- Map showing Behta Satanpur (#542) in Khiron CD block
- Behta Satanpur Location in Uttar Pradesh, India
- Coordinates: 26°20′20″N 80°51′13″E﻿ / ﻿26.338989°N 80.853625°E
- Country India: India
- State: Uttar Pradesh
- District: Raebareli

Area
- • Total: 2.275 km^{2} (0.878 sq mi)

Population (2011)
- • Total: 1,408
- • Density: 618.9/km^{2} (1,603/sq mi)

Languages
- • Official: Hindi
- Time zone: UTC+5:30 (IST)
- Vehicle registration: UP-35

= Behta Satanpur =

Behta Satanpur is a village in Khiron block of Rae Bareli district, Uttar Pradesh, India. It is located 20 km from Lalganj, the tehsil headquarters. As of 2011, it has a population of 1,408 people, in 243 households. It has one primary school and no healthcare facilities.

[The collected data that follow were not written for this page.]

//! In-memory store, for tests and for embedding the engine without persistence.

use super::{Partition, StoreError, StoreResult, TaskStore, check_key};
use crate::types::{Project, Task};
use std::collections::BTreeMap;
use std::sync::{Mutex, MutexGuard};

#[derive(Default)]
struct Inner {
    tasks: BTreeMap<(Partition, String), Task>,
    projects: BTreeMap<String, Project>,
}

/// Store that keeps every record in a mutex-guarded map.
#[derive(Default)]
pub struct MemoryStore {
    inner: Mutex<Inner>,
}

impl MemoryStore {
    pub fn new() -> Self {
        Self::default()
    }

    /// Store pre-populated with active tasks.
    pub fn with_tasks(tasks: impl IntoIterator<Item = Task>) -> Self {
        let store = Self::new();
        if let Ok(mut inner) = store.inner.lock() {
            for task in tasks {
                inner
                    .tasks
                    .insert((Partition::Active, task.task_id.clone()), task);
            }
        }
        store
    }

    fn lock(&self) -> StoreResult<MutexGuard<'_, Inner>> {
        self.inner.lock().map_err(|_| StoreError::Poisoned)
    }
}

impl TaskStore for MemoryStore {
    fn read_task(&self, partition: Partition, task_id: &str) -> StoreResult<Option<Task>> {
        let inner = self.lock()?;
        Ok(inner.tasks.get(&(partition, task_id.to_string())).cloned())
    }

    fn read_all_tasks(&self, partition: Partition) -> StoreResult<Vec<Task>> {
        let inner = self.lock()?;
        Ok(inner
            .tasks
            .iter()
            .filter(|((p, _), _)| *p == partition)
            .map(|(_, t)| t.clone())
            .collect())
    }

    fn write_task(&self, partition: Partition, task: &Task) -> StoreResult<()> {
        check_key(&task.task_id)?;
        let mut inner = self.lock()?;
        inner
            .tasks
            .insert((partition, task.task_id.clone()), task.clone());
        Ok(())
    }

    fn remove_task(&self, partition: Partition, task_id: &str) -> StoreResult<bool> {
        let mut inner = self.lock()?;
        Ok(inner
            .tasks
            .remove(&(partition, task_id.to_string()))
            .is_some())
    }

    fn read_project(&self, project_id: &str) -> StoreResult<Option<Project>> {
        let inner = self.lock()?;
        Ok(inner.projects.get(project_id).cloned())
    }

    fn read_all_projects(&self) -> StoreResult<Vec<Project>> {
        let inner = self.lock()?;
        Ok(inner.projects.values().cloned().collect())
    }

    fn write_project(&self, project: &Project) -> StoreResult<()> {
        check_key(&project.project_id)?;
        let mut inner = self.lock()?;
        inner
            .projects
            .insert(project.project_id.clone(), project.clone());
        Ok(())
    }
}
//! Detection of pending tasks whose dependencies can never complete.

use crate::types::{Task, TaskStatus};
use std::collections::HashSet;

/// Pending tasks that depend on a failed or abandoned task.
///
/// Tasks already claimed are not reported: dependencies are checked at claim
/// time only. This is a report; what to do with the tasks is up to the caller.
pub fn find_stranded(all_tasks: &[Task]) -> Vec<&Task> {
    let dead: HashSet<&str> = all_tasks
        .iter()
        .filter(|t| t.status.is_dead_end())
        .map(|t| t.task_id.as_str())
        .collect();
    if dead.is_empty() {
        return Vec::new();
    }

    all_tasks
        .iter()
        .filter(|t| t.status == TaskStatus::Pending)
        .filter(|t| t.depends_on.iter().any(|dep| dead.contains(dep.as_str())))
        .collect()
}

/// The dead dependencies that strand `task`.
pub fn dead_dependencies<'t>(task: &'t Task, all_tasks: &[Task]) -> Vec<&'t str> {
    task.depends_on
        .iter()
        .filter(|dep| {
            all_tasks
                .iter()
                .any(|t| &t.task_id == *dep && t.status.is_dead_end())
        })
        .map(String::as_str)
        .collect()
}

#[cfg(test)]
mod tests {
    use super::*;
    use chrono::Utc;

    fn task(id: &str, status: TaskStatus, deps: &[&str]) -> Task {
        let mut t = Task::new(id, id, "research", Utc::now());
        t.status = status;
        t.depends_on = deps.iter().map(|d| d.to_string()).collect();
        t
    }

    fn ids<'a>(tasks: &[&'a Task]) -> Vec<&'a str> {
        tasks.iter().map(|t| t.task_id.as_str()).collect()
    }

    #[test]
    fn pending_task_on_failed_dependency_is_stranded() {
        let tasks = vec![
            task("dep", TaskStatus::Failed, &[]),
            task("x", TaskStatus::Pending, &["dep"]),
        ];
        assert_eq!(ids(&find_stranded(&tasks)), vec!["x"]);
        assert_eq!(dead_dependencies(&tasks[1], &tasks), vec!["dep"]);
    }

    #[test]
    fn abandoned_dependency_also_strands() {
        let tasks = vec![
            task("dep", TaskStatus::Abandoned, &[]),
            task("ok", TaskStatus::Completed, &[]),
            task("x", TaskStatus::Pending, &["ok", "dep"]),
        ];
        assert_eq!(ids(&find_stranded(&tasks)), vec!["x"]);
    }

    #[test]
    fn claimed_task_is_not_retroactively_stranded() {
        let tasks = vec![
            task("dep", TaskStatus::Failed, &[]),
            task("x", TaskStatus::InProgress, &["dep"]),
        ];
        assert!(find_stranded(&tasks).is_empty());
    }

    #[test]
    fn completed_or_missing_dependencies_never_strand() {
        let tasks = vec![
            task("dep", TaskStatus::Completed, &[]),
            task("x", TaskStatus::Pending, &["dep"]),
            task("y", TaskStatus::Pending, &["missing"]),
            task("z", TaskStatus::Pending, &[]),
        ];
        assert!(find_stranded(&tasks).is_empty());
    }
}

The 1961 census recorded Behta Satanpur as comprising 1 hamlet, with a total population of 582 people (298 male and 284 female), in 121 households and 102 physical houses. The area of the village was given as 576 acres.

The 1981 census recorded Behta Satanpur as having a population of 874 people, in 169 households, and having an area of 229.45 hectares. The main staple foods were given as wheat and rice.